Lupon Elise, Paoli Hadrien, Berkane Yanis, Bertheuil Nicolas, De Villeneuve Bargemon Jean Baptiste, Camuzard Olivier, Pluvy Isabelle, Chaput Benoît
Department of Plastic and Reconstructive Surgery, Institut Universitaire Locomoteur et du Sport, Pasteur 2 Hospital, University Côte d'Azur, Nice, France.
Laboratory of Molecular PhysioMedicine (LP2M), UMR 7370, CNRS, University Côte d'Azur, Nice, France.
Surg Radiol Anat. 2025 Mar 25;47(1):105. doi: 10.1007/s00276-025-03616-w.
Covering soft tissue defects from the elbow and forearm is challenging for the plastic surgeon. The posterior ulnar recurrent artery perforator flap is a fasciocutaneous perforator flap vascularized by the perforators emerging from the posterior ulnar recurrent artery. It has multiple functional and aesthetic advantages but has not yet been well studied. This work aimed to examine the number, caliber, and topography of the posterior ulnar recurrent artery's perforators.
Perforator mapping was performed by blue latex injection on 20 fresh cadavers' upper extremities. Thermal mapping by TIRD was used to identify the "hot spots" of these perforators, and the 4D vascular network of the ulnar recurrent artery was scanned. The preoperative design and dissection of the flap were adapted based on the results of this anatomical study. A case study was performed to illustrate the clinical application.
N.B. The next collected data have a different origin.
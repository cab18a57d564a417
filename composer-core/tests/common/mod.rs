//! In-memory host for integration tests.
//!
//! Simulates the browser side of the protocol: a key-value store, backup
//! files addressed by handle tokens, and scripted answers to pickers and
//! permission prompts.

#![allow(dead_code)]

use std::collections::{BTreeMap, HashMap, HashSet, VecDeque};

use composer_core::{
    AssetRecord, BackupHandle, BackupStatus, Boundary, Event, Geometry, HandleMode, NamedFile,
    Request, StorageKeys,
};

/// Install a test-friendly tracing subscriber (once per process).
pub fn init_tracing() {
    let _ = tracing_subscriber::fmt()
        .with_env_filter(tracing_subscriber::EnvFilter::from_default_env())
        .with_test_writer()
        .try_init();
}

/// A small valid SVG document with a distinguishing stroke.
pub fn svg(stroke: &str) -> String {
    format!(
        r#"<svg xmlns="http://www.w3.org/2000/svg" width="100" height="100" viewBox="0 0 100 100"><path d="M10 10 L90 90" stroke="{stroke}"/></svg>"#
    )
}

/// Scripted host with in-memory storage.
#[derive(Debug, Default)]
pub struct MemoryHost {
    /// Durable key-value storage.
    pub storage: HashMap<String, String>,
    /// Backup files keyed by handle token.
    pub files: HashMap<String, String>,
    /// Handle tokens whose files have gone away.
    pub stale: HashSet<String>,
    /// Batches returned by successive multi-file pickers.
    pub picks: VecDeque<Vec<NamedFile>>,
    /// Texts returned by successive single-file upload pickers.
    pub uploads: VecDeque<String>,
    /// Handle returned by the next save picker; `None` dismisses it.
    pub save_target: Option<String>,
    /// Handle returned by the next open picker; `None` dismisses it.
    pub open_target: Option<String>,
    /// Answer to permission prompts.
    pub grant_permission: bool,
    /// Bundled seed artwork.
    pub bundled: BTreeMap<char, String>,
    /// Export downloads offered to the user.
    pub downloads: Vec<(char, Geometry)>,
    /// Backup outcomes shown to the user.
    pub statuses: Vec<BackupStatus>,
    /// Every request received, in order.
    pub log: Vec<Request>,
}

impl MemoryHost {
    /// A host that grants every permission.
    pub fn new() -> Self {
        Self {
            grant_permission: true,
            ..Self::default()
        }
    }

    /// Events a fresh page load would send, read from storage.
    pub fn startup_events(&self, keys: &StorageKeys) -> Vec<Event> {
        let assets = self
            .storage
            .get(&keys.assets())
            .map(|json| serde_json::from_str::<AssetRecord>(json).expect("stored record"));
        vec![
            Event::ModelLoaded {
                model: self.storage.get(&keys.model()).cloned(),
            },
            Event::AssetsLoaded { assets },
            Event::BackupHandleLoaded {
                handle: self.storage.get(&keys.backup_handle()).map(BackupHandle::new),
            },
        ]
    }

    /// The stored asset record, if any.
    pub fn stored_assets(&self, keys: &StorageKeys) -> Option<AssetRecord> {
        self.storage
            .get(&keys.assets())
            .map(|json| serde_json::from_str(json).expect("stored record"))
    }

    fn update_record(&mut self, key: &str, f: impl FnOnce(&mut AssetRecord)) {
        let mut record: AssetRecord = self
            .storage
            .get(key)
            .map(|json| serde_json::from_str(json).expect("stored record"))
            .unwrap_or_default();
        f(&mut record);
        self.storage.insert(
            key.to_string(),
            serde_json::to_string(&record).expect("serialize record"),
        );
    }
}

impl Boundary for MemoryHost {
    fn dispatch(&mut self, request: Request) -> Vec<Event> {
        self.log.push(request.clone());
        match request {
            Request::PickSimpleCharacterFiles => self
                .picks
                .pop_front()
                .map(|files| Event::AssetBatchReady { files })
                .into_iter()
                .collect(),
            Request::UploadSimpleCharacter { identity } => self
                .uploads
                .pop_front()
                .map(|text| Event::AssetUploaded { identity, text })
                .into_iter()
                .collect(),
            Request::DeleteAsset { key, identity } => {
                self.update_record(&key, |record| {
                    record.remove(&identity);
                });
                Vec::new()
            }
            Request::ClearAssets { key } => {
                self.update_record(&key, AssetRecord::clear);
                Vec::new()
            }
            Request::StoreAssets { key, assets } => {
                self.update_record(&key, |record| *record = assets);
                Vec::new()
            }
            Request::PersistModel { key, model } => {
                self.storage
                    .insert(key, model.to_json().expect("serialize model"));
                Vec::new()
            }
            Request::FetchDefaultAssets { identities } => {
                let files = identities
                    .iter()
                    .filter_map(|c| {
                        self.bundled
                            .get(c)
                            .map(|text| NamedFile::new(format!("{c}.svg"), text.clone()))
                    })
                    .collect();
                vec![Event::AssetBatchReady { files }]
            }
            Request::AcquireBackupHandle { mode } => {
                let target = match mode {
                    HandleMode::Save => self.save_target.clone(),
                    HandleMode::Open => self.open_target.clone(),
                };
                vec![match target {
                    Some(token) => Event::BackupHandleAcquired {
                        handle: BackupHandle::new(token),
                    },
                    None => Event::BackupHandleDismissed,
                }]
            }
            Request::StoreBackupHandle { key, handle } => {
                self.storage.insert(key, handle.as_str().to_string());
                Vec::new()
            }
            Request::VerifyPermission { handle, .. } => {
                if self.stale.contains(handle.as_str()) {
                    return vec![Event::BackupFailed {
                        message: format!("{handle} no longer exists"),
                    }];
                }
                vec![Event::PermissionResolved {
                    granted: self.grant_permission,
                }]
            }
            Request::WriteBackup { handle, contents } => {
                if self.stale.contains(handle.as_str()) {
                    return vec![Event::BackupFailed {
                        message: format!("{handle} no longer exists"),
                    }];
                }
                self.files.insert(handle.as_str().to_string(), contents);
                vec![Event::BackupWritten]
            }
            Request::ReadBackup { handle } => match self.files.get(handle.as_str()) {
                Some(contents) if !self.stale.contains(handle.as_str()) => {
                    vec![Event::BackupRead {
                        contents: contents.clone(),
                    }]
                }
                _ => vec![Event::BackupFailed {
                    message: format!("cannot read {handle}"),
                }],
            },
            Request::ExportCharacter { identity, geometry } => {
                self.downloads.push((identity, geometry));
                Vec::new()
            }
            Request::ReportBackupStatus { status } => {
                self.statuses.push(status);
                Vec::new()
            }
        }
    }
}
On average, we located 7.7 ± 1.7 perforators per upper extremity with an average caliber of 0.77 ± 0.19 mm (3.5 ± 1.2 in the forearm and 4.2 ± 1.5 in the arm). On average, the arm perforators were located 3.2 ± 1.6 cm proximally from the medial epicondyle. Thermal mapping showed three perforator "hot spots," two in the forearm (directly at the artery origin level and one more posteriorly) and one in the arm. The 4D CT reconstructions allowed us to estimate the vascular territory at the level of the medial epicondyle and the distal half of the medial aspect of the arm, as well as the ascending course of the artery.
The posterior ulnar recurrent artery perforator flap can be harvested efficiently and reliably, as the posterior ulnar recurrent artery has constant perforators, especially around 3 cm proximal to the medial epicondyle. This reinforces this flap's status as a potential elbow and forearm tissue defect coverage alternative.
对于整形外科医生而言,覆盖肘部和前臂的软组织缺损具有挑战性。尺侧返动脉穿支皮瓣是一种由尺侧返动脉发出的穿支血管化的筋膜皮穿支皮瓣。它具有多种功能和美学优势,但尚未得到充分研究。本研究旨在探讨尺侧返动脉穿支的数量、管径和位置。
对20具新鲜尸体的上肢进行蓝色乳胶注射以进行穿支定位。使用热成像仪进行热成像以识别这些穿支的“热点”,并扫描尺侧返动脉的四维血管网络。根据该解剖学研究结果对皮瓣的术前设计和解剖进行调整。进行了一例病例研究以说明其临床应用。
平均每侧上肢发现7.7±1.7个穿支,平均管径为0.77±0.19毫米(前臂为3.5±1.2个,上臂为4.2±1.5个)。平均而言,上臂穿支位于距内上髁近端3.2±1.6厘米处。热成像显示三个穿支“热点”,两个在前臂(直接在动脉起始水平和一个更靠后的位置),一个在上臂。四维CT重建使我们能够估计内上髁水平和上臂内侧远端一半的血管分布区域,以及动脉的上行路径。
尺侧返动脉穿支皮瓣可以高效、可靠地切取,因为尺侧返动脉有恒定的穿支,特别是在内上髁近端约3厘米处。这加强了该皮瓣作为肘部和前臂组织缺损覆盖替代方案的地位。